DATASET ENTRIES START

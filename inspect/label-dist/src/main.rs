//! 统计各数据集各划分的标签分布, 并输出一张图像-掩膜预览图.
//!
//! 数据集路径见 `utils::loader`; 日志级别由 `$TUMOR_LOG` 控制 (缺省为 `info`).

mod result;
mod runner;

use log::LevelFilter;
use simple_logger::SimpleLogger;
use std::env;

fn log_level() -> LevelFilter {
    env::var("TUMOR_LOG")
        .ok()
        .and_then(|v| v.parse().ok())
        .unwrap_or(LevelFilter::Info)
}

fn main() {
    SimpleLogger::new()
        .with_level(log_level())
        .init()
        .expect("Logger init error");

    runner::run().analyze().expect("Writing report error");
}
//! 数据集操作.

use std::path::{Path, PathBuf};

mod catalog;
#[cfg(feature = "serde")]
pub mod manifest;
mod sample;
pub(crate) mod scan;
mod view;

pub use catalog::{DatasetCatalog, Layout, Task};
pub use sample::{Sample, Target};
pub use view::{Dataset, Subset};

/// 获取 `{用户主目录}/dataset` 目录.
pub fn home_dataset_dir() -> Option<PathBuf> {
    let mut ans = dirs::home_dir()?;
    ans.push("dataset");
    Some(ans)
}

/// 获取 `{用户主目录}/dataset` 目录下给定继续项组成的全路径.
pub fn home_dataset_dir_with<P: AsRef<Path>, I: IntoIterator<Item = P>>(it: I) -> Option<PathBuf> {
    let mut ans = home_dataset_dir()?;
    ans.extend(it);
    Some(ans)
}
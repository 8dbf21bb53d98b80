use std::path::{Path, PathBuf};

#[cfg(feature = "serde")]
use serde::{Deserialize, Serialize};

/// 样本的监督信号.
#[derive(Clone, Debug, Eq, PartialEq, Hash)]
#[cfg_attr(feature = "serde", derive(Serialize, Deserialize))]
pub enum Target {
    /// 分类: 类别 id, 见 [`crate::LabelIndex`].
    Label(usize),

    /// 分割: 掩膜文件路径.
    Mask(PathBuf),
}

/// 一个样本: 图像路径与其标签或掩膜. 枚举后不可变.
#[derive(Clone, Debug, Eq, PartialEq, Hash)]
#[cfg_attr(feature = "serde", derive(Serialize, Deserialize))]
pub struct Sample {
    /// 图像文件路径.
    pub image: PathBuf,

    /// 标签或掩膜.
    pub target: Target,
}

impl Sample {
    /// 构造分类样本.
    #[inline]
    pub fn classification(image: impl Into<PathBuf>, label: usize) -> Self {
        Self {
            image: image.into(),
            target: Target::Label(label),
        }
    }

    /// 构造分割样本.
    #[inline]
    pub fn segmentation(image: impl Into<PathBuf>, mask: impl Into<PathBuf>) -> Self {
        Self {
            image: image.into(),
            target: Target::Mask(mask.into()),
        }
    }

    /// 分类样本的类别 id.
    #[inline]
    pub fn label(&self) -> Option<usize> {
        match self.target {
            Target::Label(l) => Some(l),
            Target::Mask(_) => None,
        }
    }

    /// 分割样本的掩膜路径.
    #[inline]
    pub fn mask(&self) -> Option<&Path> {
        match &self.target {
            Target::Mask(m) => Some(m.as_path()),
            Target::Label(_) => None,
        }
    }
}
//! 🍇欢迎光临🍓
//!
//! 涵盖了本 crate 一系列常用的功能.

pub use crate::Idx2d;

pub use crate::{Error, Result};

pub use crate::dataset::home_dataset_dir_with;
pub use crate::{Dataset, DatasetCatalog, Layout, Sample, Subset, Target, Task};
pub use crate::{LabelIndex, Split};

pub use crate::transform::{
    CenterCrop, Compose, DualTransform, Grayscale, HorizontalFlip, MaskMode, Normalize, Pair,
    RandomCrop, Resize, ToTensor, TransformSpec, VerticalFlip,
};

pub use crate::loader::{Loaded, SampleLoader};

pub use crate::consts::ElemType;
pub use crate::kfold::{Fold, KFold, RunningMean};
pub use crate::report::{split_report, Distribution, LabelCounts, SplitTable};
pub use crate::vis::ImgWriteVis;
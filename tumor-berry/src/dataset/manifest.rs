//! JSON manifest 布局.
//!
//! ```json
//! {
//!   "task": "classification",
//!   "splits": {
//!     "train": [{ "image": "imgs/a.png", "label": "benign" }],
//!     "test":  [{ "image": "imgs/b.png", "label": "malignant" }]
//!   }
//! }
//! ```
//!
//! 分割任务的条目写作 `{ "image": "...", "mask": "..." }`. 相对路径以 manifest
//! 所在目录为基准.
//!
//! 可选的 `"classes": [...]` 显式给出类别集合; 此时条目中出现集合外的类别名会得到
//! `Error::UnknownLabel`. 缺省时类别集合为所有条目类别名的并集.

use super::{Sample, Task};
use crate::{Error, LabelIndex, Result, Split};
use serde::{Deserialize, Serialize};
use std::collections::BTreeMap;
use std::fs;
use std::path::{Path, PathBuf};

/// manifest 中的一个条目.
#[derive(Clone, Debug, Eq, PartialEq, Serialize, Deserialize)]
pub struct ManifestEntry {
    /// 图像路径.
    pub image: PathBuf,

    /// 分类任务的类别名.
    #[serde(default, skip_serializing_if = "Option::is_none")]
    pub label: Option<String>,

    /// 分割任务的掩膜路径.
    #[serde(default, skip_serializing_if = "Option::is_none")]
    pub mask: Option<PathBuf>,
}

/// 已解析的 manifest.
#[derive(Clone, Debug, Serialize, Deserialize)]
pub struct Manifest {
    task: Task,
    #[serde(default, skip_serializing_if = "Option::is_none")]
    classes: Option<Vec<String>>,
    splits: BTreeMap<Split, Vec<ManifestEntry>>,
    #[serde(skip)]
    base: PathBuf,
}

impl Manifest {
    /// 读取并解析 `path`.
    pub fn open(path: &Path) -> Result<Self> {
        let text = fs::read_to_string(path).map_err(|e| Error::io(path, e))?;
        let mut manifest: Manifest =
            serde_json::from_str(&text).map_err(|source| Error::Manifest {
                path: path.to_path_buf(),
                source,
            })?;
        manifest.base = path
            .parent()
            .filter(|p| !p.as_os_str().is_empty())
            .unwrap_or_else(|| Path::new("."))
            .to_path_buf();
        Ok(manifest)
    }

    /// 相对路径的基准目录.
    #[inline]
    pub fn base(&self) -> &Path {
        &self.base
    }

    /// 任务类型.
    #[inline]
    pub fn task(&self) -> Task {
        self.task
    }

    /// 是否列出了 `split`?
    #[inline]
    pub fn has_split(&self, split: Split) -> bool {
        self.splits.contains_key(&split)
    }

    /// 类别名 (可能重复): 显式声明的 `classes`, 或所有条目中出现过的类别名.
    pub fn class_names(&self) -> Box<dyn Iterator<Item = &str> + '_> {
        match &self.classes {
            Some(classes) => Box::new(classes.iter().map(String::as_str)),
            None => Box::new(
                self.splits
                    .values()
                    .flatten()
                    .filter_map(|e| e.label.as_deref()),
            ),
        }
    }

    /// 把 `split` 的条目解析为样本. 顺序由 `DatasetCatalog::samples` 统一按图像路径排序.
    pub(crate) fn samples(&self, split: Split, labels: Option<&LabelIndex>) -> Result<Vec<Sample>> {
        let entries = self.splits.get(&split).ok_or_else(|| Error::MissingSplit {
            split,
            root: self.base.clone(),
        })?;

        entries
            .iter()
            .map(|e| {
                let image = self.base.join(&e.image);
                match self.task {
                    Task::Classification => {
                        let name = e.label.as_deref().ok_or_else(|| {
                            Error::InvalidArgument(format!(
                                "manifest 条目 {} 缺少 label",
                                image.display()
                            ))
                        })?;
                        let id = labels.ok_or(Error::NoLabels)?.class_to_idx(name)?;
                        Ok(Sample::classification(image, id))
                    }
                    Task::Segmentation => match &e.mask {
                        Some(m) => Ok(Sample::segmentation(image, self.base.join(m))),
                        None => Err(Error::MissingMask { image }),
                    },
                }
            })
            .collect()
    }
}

DATASET ENTRIES END

▶ **DIRECTIONS FOR THIS TASK**
A single number is the reply: the count of lines in the entries above that have the word "Debug".

▶ **TASK OUTPUT**
4